MR. THOMAS DONILON: I think a couple of things. Number one, it's emphatically the duty of the President to fight a war and I think that's recognized by both sides of the aisle on the Hill. It was a stunning event, as Candy and Mort indicated, and there was a compelling thrust to unite.

MR. KALB: Wasn't the Congress supposed to be part of this?

MR. DONILON: I think?

MR. KALB: But wasn't the Congress supposed to be part of this from the very beginning if you're fighting a war?

MR. DONILON: Absolutely. And I think that they?

MR. KALB: My question is where are they?

MR. DONILON: Let me get to that.

At the initial, given the stunning nature of the attack on the United States it was emphatically that we do look to our President in America in the 21st Century to lead our efforts against an external threat. That is the way the government has become organized and that's the expectation of the American people and the Congress has affirmed this decision I think particularly among the Democrats to indicate essential unity behind him and not to indicate any cracks in the unit with respect to fighting that, number one.

Number two, I think as you get distanced from those events and as you add things like, which are really the role of Congress?the budget, the structure of the government, the nature of future threats, I think the congressional role starts to become more prominent with the longer term issues and I think you'll see that. Again, the system just demands it. The President submitted for 2003 a doubling of the homeland security budget from $20 billion to $40 billion. It will now be up to the Congress to review that budget and decide what those priorities are.
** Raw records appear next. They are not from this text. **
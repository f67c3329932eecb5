//! Parsing of fetched RDF documents into triples with Oxigraph.
//!
//! Named graphs are folded into one graph; the reports never distinguish them.
//! Blank node labels are replaced with fresh ones on every parse, so two
//! documents that both use `_:b0` never share a subject.

use oxigraph::io::{RdfFormat, RdfParser};
use oxigraph::model::{Literal, NamedOrBlankNode, Quad, Term};

use crate::core::{Object, Triple};
use crate::error::{Error, Result};

const XSD_STRING: &str = "http://www.w3.org/2001/XMLSchema#string";
const RDF_LANG_STRING: &str = "http://www.w3.org/1999/02/22-rdf-syntax-ns#langString";

/// RDF syntax named by a `Content-Type` value, parameters ignored
pub fn format_for_media_type(content_type: &str) -> Option<RdfFormat> {
    let media_type = content_type.split(';').next().unwrap_or_default().trim();
    if media_type.is_empty() {
        return None;
    }
    RdfFormat::from_media_type(media_type)
}

/// RDF syntax guessed from the file extension of a path or URI
pub fn format_for_path(path: &str) -> Option<RdfFormat> {
    let path = path.split(['?', '#']).next().unwrap_or_default();
    let file_name = path.rsplit('/').next().unwrap_or(path);
    let (_, extension) = file_name.rsplit_once('.')?;
    RdfFormat::from_extension(extension)
}

/// Parse `data` in `format`, resolving relative IRIs against `base_iri`.
///
/// Any syntax error aborts the whole parse; a partially read graph would
/// silently drop rows from the reports.
pub fn parse_graph(data: &[u8], format: RdfFormat, base_iri: &str) -> Result<Vec<Triple>> {
    let parser = RdfParser::from_format(format)
        .with_base_iri(base_iri)
        .map_err(|e| Error::Parse { uri: base_iri.to_string(), message: e.to_string() })?
        .rename_blank_nodes();

    let mut triples = Vec::new();
    for quad in parser.for_reader(data) {
        let quad = quad.map_err(|e| Error::Parse { uri: base_iri.to_string(), message: e.to_string() })?;
        triples.push(quad_to_triple(quad));
    }
    Ok(triples)
}

fn quad_to_triple(quad: Quad) -> Triple {
    let subject = match quad.subject {
        NamedOrBlankNode::NamedNode(node) => node.into_string(),
        NamedOrBlankNode::BlankNode(node) => node.into_string(),
    };
    Triple { subject, predicate: quad.predicate.as_str().to_string(), object: term_to_object(quad.object) }
}

fn term_to_object(term: Term) -> Object {
    match term {
        Term::NamedNode(node) => Object::Iri(node.as_str().to_string()),
        Term::BlankNode(node) => Object::BlankNode(node.as_str().to_string()),
        Term::Literal(literal) => literal_to_object(&literal),
        #[allow(unreachable_patterns)]
        other => Object::literal(&other.to_string()),
    }
}

fn literal_to_object(literal: &Literal) -> Object {
    let datatype = literal.datatype().as_str();
    let datatype = if datatype == XSD_STRING || datatype == RDF_LANG_STRING {
        None
    } else {
        Some(datatype.to_string())
    };
    Object::Literal {
        value: literal.value().to_string(),
        datatype,
        language: literal.language().map(str::to_string),
    }
}
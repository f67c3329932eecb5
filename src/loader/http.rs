//! Blocking loader for graphs published over HTTP(S) or stored on disk

use std::time::Duration;

use oxigraph::io::RdfFormat;
use reqwest::blocking::Client;
use reqwest::header::{ACCEPT, CONTENT_TYPE};
use tracing::{debug, info};

use super::parse::{format_for_media_type, format_for_path, parse_graph};
use super::GraphLoader;
use crate::config::ReportConfig;
use crate::core::Triple;
use crate::error::{Error, Result};

const ACCEPT_RDF: &str =
    "application/rdf+xml, text/turtle;q=0.9, application/n-triples;q=0.8, */*;q=0.1";

/// Loader for the production endpoints.
///
/// Every Cancer Data Expo and BMDB endpoint serves RDF/XML, which is assumed
/// when neither the response nor the URI names a syntax.
pub struct HttpGraphLoader {
    client: Client,
    accept_invalid_certs: bool,
}

impl HttpGraphLoader {
    pub fn new(config: &ReportConfig) -> Result<Self> {
        let client = Client::builder()
            .timeout(Duration::from_secs(config.timeout_secs))
            .danger_accept_invalid_certs(config.accept_invalid_certs)
            .user_agent(concat!("expo-reports/", env!("CARGO_PKG_VERSION")))
            .build()
            .map_err(|e| Error::Config(format!("Cannot build HTTP client: {}", e)))?;

        Ok(HttpGraphLoader { client, accept_invalid_certs: config.accept_invalid_certs })
    }

    fn fetch(&self, uri: &str) -> Result<(Vec<u8>, Option<String>)> {
        let response = self
            .client
            .get(uri)
            .header(ACCEPT, ACCEPT_RDF)
            .send()
            .map_err(|source| self.send_error(uri, source))?;

        let status = response.status();
        if !status.is_success() {
            return Err(Error::HttpStatus { uri: uri.to_string(), status: status.as_u16() });
        }

        let content_type = response
            .headers()
            .get(CONTENT_TYPE)
            .and_then(|value| value.to_str().ok())
            .map(str::to_string);
        let body = response.bytes().map_err(|source| Error::Fetch { uri: uri.to_string(), source })?;

        Ok((body.to_vec(), content_type))
    }

    fn send_error(&self, uri: &str, source: reqwest::Error) -> Error {
        if !self.accept_invalid_certs && is_certificate_error(&source) {
            Error::Certificate { uri: uri.to_string(), source }
        } else {
            Error::Fetch { uri: uri.to_string(), source }
        }
    }
}

/// Whether any error in the source chain reports a rejected certificate.
///
/// reqwest exposes no dedicated predicate for this, the TLS backend only
/// names it in its message.
fn is_certificate_error(err: &(dyn std::error::Error + 'static)) -> bool {
    let mut current = Some(err);
    while let Some(err) = current {
        if err.to_string().to_ascii_lowercase().contains("certificate") {
            return true;
        }
        current = err.source();
    }
    false
}

impl GraphLoader for HttpGraphLoader {
    fn load(&self, uri: &str) -> Result<Vec<Triple>> {
        info!("Loading graph {}", uri);

        let (data, format) = if let Some(path) = uri.strip_prefix("file://") {
            (std::fs::read(path)?, format_for_path(path))
        } else if uri.starts_with("http://") || uri.starts_with("https://") {
            let (data, content_type) = self.fetch(uri)?;
            let format = content_type
                .as_deref()
                .and_then(format_for_media_type)
                .or_else(|| format_for_path(uri));
            (data, format)
        } else {
            return Err(Error::UnknownSource(uri.to_string()));
        };

        let format = format.unwrap_or(RdfFormat::RdfXml);
        let triples = parse_graph(&data, format, uri)?;
        debug!("Parsed {} triples from {} ({} bytes, {:?})", triples.len(), uri, data.len(), format);
        Ok(triples)
    }
}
I think the Congress has, because it does have the ability to step back, it's not managing this huge effort every day to try to do everything we can to ensure that we don't have another attack. And I think by the way, Candy, I think the odds are, given technology, given the dynamics, given the history of al Qaeda, I think that the odds are that we will face another domestic attack. I think we need to be prepared for that.

I don't know how the politics of the country, the culture of the country or the economy of the country will react to that. The odds are probably that we'll have to deal with it. But I think Marvin, as you get further away from the event, as you start to look towards longer term policy issues, budgets, the structure of the government, the nature of threats and policy issues now, the balance between rights and security and things like that, I think you'll see the Congress start to play a more active role.
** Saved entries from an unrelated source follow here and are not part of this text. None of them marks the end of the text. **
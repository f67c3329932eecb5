use std::collections::btree_map;
use std::collections::BTreeMap;

use crate::core::{Object, Triple};

/// All statements about one subject: predicate IRI to its ordered object list.
///
/// Every predicate maps to a list even when the schema promises a single
/// value, callers pick `first` explicitly when they want one.
#[derive(Debug, Clone, Default, PartialEq, Eq)]
pub struct Predicates {
    values: BTreeMap<String, Vec<Object>>,
}

impl Predicates {
    pub fn new() -> Self {
        Self { values: BTreeMap::new() }
    }

    /// Objects recorded for `predicate`, empty when the predicate is absent
    pub fn get(&self, predicate: &str) -> &[Object] {
        self.values.get(predicate).map(Vec::as_slice).unwrap_or(&[])
    }

    pub fn first(&self, predicate: &str) -> Option<&Object> {
        self.get(predicate).first()
    }

    pub fn contains(&self, predicate: &str) -> bool {
        self.values.contains_key(predicate)
    }

    /// Append one object to the list of `predicate`
    pub fn push(&mut self, predicate: &str, object: Object) {
        self.values.entry(predicate.to_string()).or_default().push(object);
    }

    /// Replace the whole object list of `predicate`
    pub fn insert(&mut self, predicate: &str, objects: Vec<Object>) {
        self.values.insert(predicate.to_string(), objects);
    }

    /// Predicate IRIs in ascending string order
    pub fn keys(&self) -> impl Iterator<Item = &str> {
        self.values.keys().map(String::as_str)
    }

    pub fn iter(&self) -> impl Iterator<Item = (&str, &[Object])> {
        self.values.iter().map(|(p, o)| (p.as_str(), o.as_slice()))
    }

    pub fn len(&self) -> usize {
        self.values.len()
    }

    pub fn is_empty(&self) -> bool {
        self.values.is_empty()
    }
}

/// Statements of one or more graphs indexed by subject, then predicate.
#[derive(Debug, Clone, Default, PartialEq, Eq)]
pub struct StatementStore {
    subjects: BTreeMap<String, Predicates>,
}

impl StatementStore {
    pub const fn new() -> Self {
        Self { subjects: BTreeMap::new() }
    }

    /// Group `triples` by subject and predicate.
    ///
    /// Accepts any triples as-is; nothing is validated at this layer.
    pub fn build<I>(triples: I) -> Self
    where
        I: IntoIterator<Item = Triple>,
    {
        let mut store = Self::new();
        for triple in triples {
            store.add(triple);
        }
        store
    }

    /// Record a single triple, appending to the subject's object list
    pub fn add(&mut self, triple: Triple) {
        let Triple { subject, predicate, object } = triple;
        self.subjects.entry(subject).or_default().push(&predicate, object);
    }

    /// Objects of (`subject`, `predicate`), empty when either is absent
    pub fn get(&self, subject: &str, predicate: &str) -> &[Object] {
        self.subjects.get(subject).map(|p| p.get(predicate)).unwrap_or(&[])
    }

    pub fn predicates(&self, subject: &str) -> Option<&Predicates> {
        self.subjects.get(subject)
    }

    pub fn contains_subject(&self, subject: &str) -> bool {
        self.subjects.contains_key(subject)
    }

    /// Subject IRIs in ascending string order
    pub fn subjects(&self) -> impl Iterator<Item = &str> {
        self.subjects.keys().map(String::as_str)
    }

    pub fn iter(&self) -> impl Iterator<Item = (&str, &Predicates)> {
        self.subjects.iter().map(|(s, p)| (s.as_str(), p))
    }

    /// Put a complete subject record in place, returning the one it replaced
    pub fn insert_subject(&mut self, subject: &str, predicates: Predicates) -> Option<Predicates> {
        self.subjects.insert(subject.to_string(), predicates)
    }

    pub fn len(&self) -> usize {
        self.subjects.len()
    }

    pub fn is_empty(&self) -> bool {
        self.subjects.is_empty()
    }

    /// Overlay `overlay` on top of `base` into a new store.
    ///
    /// A subject present in both takes the overlay's predicate map wholesale,
    /// predicates of the base record are not carried over. Neither input is
    /// modified.
    pub fn merge(base: &StatementStore, overlay: &StatementStore) -> StatementStore {
        let mut merged = base.clone();
        for (subject, predicates) in &overlay.subjects {
            merged.subjects.insert(subject.clone(), predicates.clone());
        }
        merged
    }

    /// Left fold of [`merge`](Self::merge) over `stores` in the given order,
    /// so the last store wins for any subject it contains.
    pub fn merge_all<'a, I>(stores: I) -> StatementStore
    where
        I: IntoIterator<Item = &'a StatementStore>,
    {
        stores.into_iter().fold(StatementStore::new(), |acc, next| StatementStore::merge(&acc, next))
    }
}

impl FromIterator<Triple> for StatementStore {
    fn from_iter<T: IntoIterator<Item = Triple>>(iter: T) -> Self {
        Self::build(iter)
    }
}

impl IntoIterator for StatementStore {
    type Item = (String, Predicates);
    type IntoIter = btree_map::IntoIter<String, Predicates>;

    fn into_iter(self) -> Self::IntoIter {
        self.subjects.into_iter()
    }
}

#[cfg(test)]
mod tests {
    use super::*;

    fn t(s: &str, p: &str, o: &str) -> Triple {
        Triple::new(s, p, Object::literal(o))
    }

    #[test]
    fn test_build_preserves_encounter_order_and_duplicates() {
        let store = StatementStore::build(vec![
            t("urn:s", "urn:p", "b"),
            t("urn:s", "urn:p", "a"),
            t("urn:s", "urn:p", "b"),
        ]);

        let values: Vec<&str> = store.get("urn:s", "urn:p").iter().map(Object::as_str).collect();
        assert_eq!(values, vec!["b", "a", "b"]);
    }

    #[test]
    fn test_get_missing_is_empty() {
        let store = StatementStore::build(vec![t("urn:s", "urn:p", "x")]);

        assert!(store.get("urn:s", "urn:missing").is_empty());
        assert!(store.get("urn:missing", "urn:p").is_empty());
    }

    #[test]
    fn test_merge_leaves_inputs_untouched() {
        let base = StatementStore::build(vec![t("urn:s", "urn:p", "base")]);
        let overlay = StatementStore::build(vec![t("urn:s", "urn:q", "overlay")]);

        let merged = StatementStore::merge(&base, &overlay);

        assert_eq!(base.get("urn:s", "urn:p")[0].as_str(), "base");
        assert_eq!(overlay.get("urn:s", "urn:q")[0].as_str(), "overlay");
        assert!(merged.get("urn:s", "urn:p").is_empty());
    }
}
They do have the ability on the Hill. One, they have the duty on the budget side, but they have the ability on the Hill and I hope they will step back and look at some of these longer term issues.

MR. KALB: Jim, you're our scholar.

MR. JAMES LINDSAY: Does that mean I have to bore you? [Laughter]
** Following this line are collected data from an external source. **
//! Request descriptors and their persisted record form
//!
//! A descriptor identifies *what* was computed. The cache stores its record
//! next to the payload and consults [`Descriptor::is_compatible`] to decide
//! whether a stored result may be reused for a new request.

use crate::{Error, Result};
use serde::Serialize;
use serde::de::DeserializeOwned;

/// Serialized form of a descriptor: a YAML mapping of primitive values.
pub type Record = serde_yaml::Mapping;

/// Capability a request descriptor must provide to be used as a cache key.
///
/// Every method has a default built on serde and `PartialEq`, so plain data
/// types only need an empty impl:
///
/// ```
/// use diskmemo::Descriptor;
/// use serde::{Deserialize, Serialize};
///
/// #[derive(Debug, PartialEq, Serialize, Deserialize)]
/// struct Render {
///     scene: String,
///     samples: u32,
/// }
///
/// impl Descriptor for Render {}
/// ```
///
/// Override [`Descriptor::is_compatible`] when only some fields decide reuse,
/// and the record conversions when fields are not plain serde data.
pub trait Descriptor: Serialize + DeserializeOwned + PartialEq {
    /// Convert the descriptor into its record form.
    fn to_record(&self) -> Result<Record> {
        match serde_yaml::to_value(self) {
            Ok(serde_yaml::Value::Mapping(map)) => Ok(map),
            Ok(other) => Err(Error::serialization(format!(
                "descriptor must serialize to a mapping, got {}",
                value_kind(&other)
            ))),
            Err(e) => Err(Error::serialization(format!(
                "Failed to encode descriptor: {e}"
            ))),
        }
    }

    /// Rebuild a descriptor from a stored record.
    fn from_record(record: Record) -> Result<Self> {
        serde_yaml::from_value(serde_yaml::Value::Mapping(record))
            .map_err(|e| Error::serialization(format!("Failed to decode descriptor: {e}")))
    }

    /// Decide whether a stored result can serve the requested descriptor.
    fn is_compatible(requested: &Self, stored: &Self) -> bool {
        requested == stored
    }
}

fn value_kind(value: &serde_yaml::Value) -> &'static str {
    match value {
        serde_yaml::Value::Null => "null",
        serde_yaml::Value::Bool(_) => "a boolean",
        serde_yaml::Value::Number(_) => "a number",
        serde_yaml::Value::String(_) => "a string",
        serde_yaml::Value::Sequence(_) => "a sequence",
        serde_yaml::Value::Mapping(_) => "a mapping",
        serde_yaml::Value::Tagged(_) => "a tagged value",
    }
}

/// Render a descriptor as the YAML text stored in `config.yaml`.
pub(crate) fn encode_record<D: Descriptor>(descriptor: &D) -> Result<String> {
    let record = descriptor.to_record()?;
    serde_yaml::to_string(&record)
        .map_err(|e| Error::serialization(format!("Failed to write descriptor record: {e}")))
}

/// Parse `config.yaml` text back into a descriptor.
pub(crate) fn decode_record<D: Descriptor>(text: &str) -> Result<D> {
    let record: Record = serde_yaml::from_str(text)
        .map_err(|e| Error::serialization(format!("Failed to parse descriptor record: {e}")))?;
    D::from_record(record)
}

#[cfg(test)]
mod tests {
    use super::*;
    use serde::Deserialize;

    #[derive(Debug, PartialEq, Serialize, Deserialize)]
    struct Dummy {
        a: i64,
        b: String,
    }

    impl Descriptor for Dummy {}

    /// Only the resolution matters for reuse; the label is informational.
    #[derive(Debug, PartialEq, Serialize, Deserialize)]
    struct Tile {
        resolution: u32,
        label: String,
    }

    impl Descriptor for Tile {
        fn is_compatible(requested: &Self, stored: &Self) -> bool {
            requested.resolution == stored.resolution
        }
    }

    #[test]
    fn test_record_round_trips_through_yaml() {
        let d = Dummy {
            a: 1,
            b: "x".to_string(),
        };
        let text = encode_record(&d).unwrap();
        assert!(text.contains("a: 1"));
        let back: Dummy = decode_record(&text).unwrap();
        assert_eq!(back, d);
    }

    #[test]
    fn test_record_holds_every_field() {
        let d = Dummy {
            a: 7,
            b: "y".to_string(),
        };
        let record = d.to_record().unwrap();
        assert_eq!(record.len(), 2);
        assert_eq!(record["a"].as_i64(), Some(7));
        assert_eq!(record["b"].as_str(), Some("y"));
    }

    #[test]
    fn test_non_finite_floats_survive_the_record() {
        #[derive(Debug, PartialEq, Serialize, Deserialize)]
        struct Bounds {
            lower: f64,
            upper: f64,
        }
        impl Descriptor for Bounds {}

        let d = Bounds {
            lower: f64::NEG_INFINITY,
            upper: f64::INFINITY,
        };
        let text = encode_record(&d).unwrap();
        assert!(text.contains(".inf"));
        let back: Bounds = decode_record(&text).unwrap();
        assert!(Bounds::is_compatible(&d, &back));
    }

    #[test]
    fn test_non_mapping_descriptor_is_rejected() {
        #[derive(Debug, PartialEq, Serialize, Deserialize)]
        struct Scalar(u8);
        impl Descriptor for Scalar {}

        let err = Scalar(3).to_record().unwrap_err();
        assert!(err.to_string().contains("mapping"));
    }

    #[test]
    fn test_record_of_other_type_fails_to_decode() {
        let text = "resolution: 4\nlabel: hi\n";
        assert!(decode_record::<Dummy>(text).is_err());
    }

    #[test]
    fn test_garbage_yaml_fails_to_decode() {
        assert!(decode_record::<Dummy>(": : :\n- [").is_err());
    }

    #[test]
    fn test_default_compatibility_is_equality() {
        let a = Dummy {
            a: 1,
            b: "x".to_string(),
        };
        let b = Dummy {
            a: 1,
            b: "z".to_string(),
        };
        assert!(Dummy::is_compatible(&a, &a));
        assert!(!Dummy::is_compatible(&a, &b));
    }

    #[test]
    fn test_custom_compatibility_ignores_fields() {
        let requested = Tile {
            resolution: 256,
            label: "new".to_string(),
        };
        let stored = Tile {
            resolution: 256,
            label: "old".to_string(),
        };
        assert!(Tile::is_compatible(&requested, &stored));
    }
}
MR. KALB: You have to provide us with the verbal footnotes on this. Are you, as you look back, are you surprised by the relative silence from the Hill or is this something that given the track record you would have expected?

MR. LINDSAY: This is exactly what I would have expected. We're seeing the playing out of a dynamic that goes back to the earliest days of the republic.

The notion that Congress would quiet down particularly in the beginning of a war when the United States was attack, is a very old one. In fact if we go back to Federalist No. 8 and read Alexander Hamilton, he writes about this. That during war time power naturally flows away from legislature towards the presidency because of what's expected of the President and what he's capable of doing. So that I don't think is unusual, seeing sort of a natural playing out. It's partly driven by sort of the agreement that we need to act and the belief that we must rally around the President, and partly driven by politics. That is when the President's at 80 percent in the public opinion polls it's pretty difficult to go out and start criticizing him, particularly when the [President's] Republicans [are] Democrats because the Democrats' perception is for the past 20 or 30 year we've been weak on defense, so in some sense for them to go out and criticize the President would be playing to the worst stereotypes about Democrats on these issues, so they tend to be, for political reasons, don't want to get very far away from the President.

Having said that I think there are a couple of things to keep in mind. One, I don't think we should exaggerate the breadth of the congressional surrender to the President. One of the really remarkable things is on a number of issues where you would have expected a President in the 80 percent range to be able to get his way, he has not been getting his way, most notably on trade.

If you had told me you had a President who was at 90 percent public opinion approval ratings and you went up to the Hill for trade promotion authority, I would have thought it would have been a slam dunk. If you go back to last Sunday, Bob Zoellick had a piece talking about all the ways Congress is not cooperating with the President on trade issues.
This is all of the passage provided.